Extracted data entries
== == ==

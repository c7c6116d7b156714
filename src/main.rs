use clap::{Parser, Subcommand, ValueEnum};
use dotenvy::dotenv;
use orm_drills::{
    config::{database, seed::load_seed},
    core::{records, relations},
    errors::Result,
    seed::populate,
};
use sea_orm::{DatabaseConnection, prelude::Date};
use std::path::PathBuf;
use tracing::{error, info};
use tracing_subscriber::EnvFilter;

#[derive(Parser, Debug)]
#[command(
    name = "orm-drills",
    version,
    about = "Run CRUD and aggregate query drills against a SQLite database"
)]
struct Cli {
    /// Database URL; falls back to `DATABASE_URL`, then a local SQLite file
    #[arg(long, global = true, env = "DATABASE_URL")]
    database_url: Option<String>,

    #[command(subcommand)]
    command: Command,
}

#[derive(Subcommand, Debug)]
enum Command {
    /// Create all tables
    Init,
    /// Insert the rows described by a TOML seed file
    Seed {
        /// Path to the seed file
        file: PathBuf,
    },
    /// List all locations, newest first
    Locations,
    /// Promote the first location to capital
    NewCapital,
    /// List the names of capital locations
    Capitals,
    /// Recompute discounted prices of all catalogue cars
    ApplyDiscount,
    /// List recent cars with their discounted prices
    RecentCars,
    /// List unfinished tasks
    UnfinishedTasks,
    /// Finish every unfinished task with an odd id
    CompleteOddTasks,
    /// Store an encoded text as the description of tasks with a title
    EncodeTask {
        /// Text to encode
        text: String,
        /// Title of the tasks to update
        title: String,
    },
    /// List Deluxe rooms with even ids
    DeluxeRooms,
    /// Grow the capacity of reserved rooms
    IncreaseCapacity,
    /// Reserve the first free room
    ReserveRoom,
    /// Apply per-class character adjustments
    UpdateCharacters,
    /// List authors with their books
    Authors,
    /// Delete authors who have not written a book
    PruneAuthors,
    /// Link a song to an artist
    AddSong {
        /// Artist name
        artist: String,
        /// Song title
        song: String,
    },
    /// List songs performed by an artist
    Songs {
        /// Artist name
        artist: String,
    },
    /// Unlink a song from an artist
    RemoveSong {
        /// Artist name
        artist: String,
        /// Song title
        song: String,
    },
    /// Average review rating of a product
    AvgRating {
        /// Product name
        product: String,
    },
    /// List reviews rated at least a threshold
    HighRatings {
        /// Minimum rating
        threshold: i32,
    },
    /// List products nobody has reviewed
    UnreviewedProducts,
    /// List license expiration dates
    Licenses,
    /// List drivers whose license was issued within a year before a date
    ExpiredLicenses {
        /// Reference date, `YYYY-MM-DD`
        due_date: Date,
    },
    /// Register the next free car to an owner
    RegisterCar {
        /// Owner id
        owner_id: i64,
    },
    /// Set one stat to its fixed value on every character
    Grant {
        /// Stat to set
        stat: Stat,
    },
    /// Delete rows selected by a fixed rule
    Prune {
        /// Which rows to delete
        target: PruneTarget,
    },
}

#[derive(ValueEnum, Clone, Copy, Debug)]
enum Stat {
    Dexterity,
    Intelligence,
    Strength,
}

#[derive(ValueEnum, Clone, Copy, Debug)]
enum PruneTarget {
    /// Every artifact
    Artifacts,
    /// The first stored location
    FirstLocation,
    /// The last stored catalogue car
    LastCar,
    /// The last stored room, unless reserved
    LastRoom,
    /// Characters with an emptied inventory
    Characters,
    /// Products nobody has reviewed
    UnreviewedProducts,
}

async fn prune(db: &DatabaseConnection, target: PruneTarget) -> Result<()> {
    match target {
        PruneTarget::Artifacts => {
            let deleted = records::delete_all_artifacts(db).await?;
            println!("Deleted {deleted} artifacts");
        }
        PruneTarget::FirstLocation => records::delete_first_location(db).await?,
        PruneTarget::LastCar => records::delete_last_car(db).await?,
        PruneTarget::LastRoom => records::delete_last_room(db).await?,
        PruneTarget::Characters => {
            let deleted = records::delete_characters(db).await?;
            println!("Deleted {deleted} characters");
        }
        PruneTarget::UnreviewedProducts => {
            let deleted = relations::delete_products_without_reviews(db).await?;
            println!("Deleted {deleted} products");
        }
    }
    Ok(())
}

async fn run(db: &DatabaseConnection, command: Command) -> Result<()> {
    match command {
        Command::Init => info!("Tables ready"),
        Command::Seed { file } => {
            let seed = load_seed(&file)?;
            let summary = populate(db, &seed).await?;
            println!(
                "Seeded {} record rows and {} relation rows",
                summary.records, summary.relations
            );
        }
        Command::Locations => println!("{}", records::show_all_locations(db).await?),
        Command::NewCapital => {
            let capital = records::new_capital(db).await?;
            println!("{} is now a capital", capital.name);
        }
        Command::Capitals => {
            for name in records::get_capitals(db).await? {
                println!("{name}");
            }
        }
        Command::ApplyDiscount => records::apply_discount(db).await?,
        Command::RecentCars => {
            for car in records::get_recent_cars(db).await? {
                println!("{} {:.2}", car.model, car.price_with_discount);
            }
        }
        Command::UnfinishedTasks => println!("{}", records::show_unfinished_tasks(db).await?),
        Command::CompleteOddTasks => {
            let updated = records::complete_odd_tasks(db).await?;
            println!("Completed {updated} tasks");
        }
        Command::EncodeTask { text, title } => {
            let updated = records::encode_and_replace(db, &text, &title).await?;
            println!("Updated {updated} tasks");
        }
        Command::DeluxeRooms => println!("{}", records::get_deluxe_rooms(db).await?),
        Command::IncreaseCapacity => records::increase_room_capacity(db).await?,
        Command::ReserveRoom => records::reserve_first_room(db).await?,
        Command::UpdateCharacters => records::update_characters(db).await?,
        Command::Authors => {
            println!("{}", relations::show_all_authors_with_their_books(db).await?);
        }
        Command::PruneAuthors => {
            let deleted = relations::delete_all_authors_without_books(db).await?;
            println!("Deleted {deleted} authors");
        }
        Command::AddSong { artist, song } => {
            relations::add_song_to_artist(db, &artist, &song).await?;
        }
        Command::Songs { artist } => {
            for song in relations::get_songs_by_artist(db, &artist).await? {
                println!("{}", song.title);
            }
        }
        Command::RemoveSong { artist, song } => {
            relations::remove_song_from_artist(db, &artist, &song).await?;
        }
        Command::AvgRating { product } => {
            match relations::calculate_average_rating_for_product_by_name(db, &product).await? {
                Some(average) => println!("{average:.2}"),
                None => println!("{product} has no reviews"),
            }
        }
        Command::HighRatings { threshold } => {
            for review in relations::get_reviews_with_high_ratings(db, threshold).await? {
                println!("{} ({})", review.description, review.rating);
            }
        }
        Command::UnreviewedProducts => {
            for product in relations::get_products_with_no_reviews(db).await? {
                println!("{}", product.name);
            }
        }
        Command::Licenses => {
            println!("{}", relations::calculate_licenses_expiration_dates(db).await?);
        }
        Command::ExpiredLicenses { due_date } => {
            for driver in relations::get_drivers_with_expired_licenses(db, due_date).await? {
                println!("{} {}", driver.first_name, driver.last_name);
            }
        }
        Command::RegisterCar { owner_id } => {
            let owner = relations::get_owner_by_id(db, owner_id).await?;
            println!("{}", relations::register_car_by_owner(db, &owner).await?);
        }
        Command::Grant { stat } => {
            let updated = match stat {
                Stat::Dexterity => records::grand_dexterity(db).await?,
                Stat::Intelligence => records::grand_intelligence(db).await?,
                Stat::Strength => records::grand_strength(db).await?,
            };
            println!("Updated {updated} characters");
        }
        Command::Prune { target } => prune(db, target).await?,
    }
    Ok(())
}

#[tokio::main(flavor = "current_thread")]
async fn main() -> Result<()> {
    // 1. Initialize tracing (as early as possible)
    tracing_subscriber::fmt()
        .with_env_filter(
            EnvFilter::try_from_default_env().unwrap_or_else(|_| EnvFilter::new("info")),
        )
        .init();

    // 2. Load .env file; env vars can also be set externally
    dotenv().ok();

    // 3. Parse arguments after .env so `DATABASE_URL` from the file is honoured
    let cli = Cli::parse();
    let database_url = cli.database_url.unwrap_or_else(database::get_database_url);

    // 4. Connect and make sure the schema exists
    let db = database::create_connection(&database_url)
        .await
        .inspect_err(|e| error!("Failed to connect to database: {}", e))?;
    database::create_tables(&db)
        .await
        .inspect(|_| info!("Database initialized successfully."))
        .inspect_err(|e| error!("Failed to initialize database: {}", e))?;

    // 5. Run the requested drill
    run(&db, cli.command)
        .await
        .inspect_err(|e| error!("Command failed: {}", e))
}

== == ==

INSTRUCTIONS TO FOLLOW:
Check the lines above for the word "PruneTarget" and give the number of lines where it appears, with no other text.

ANSWER BOX:
9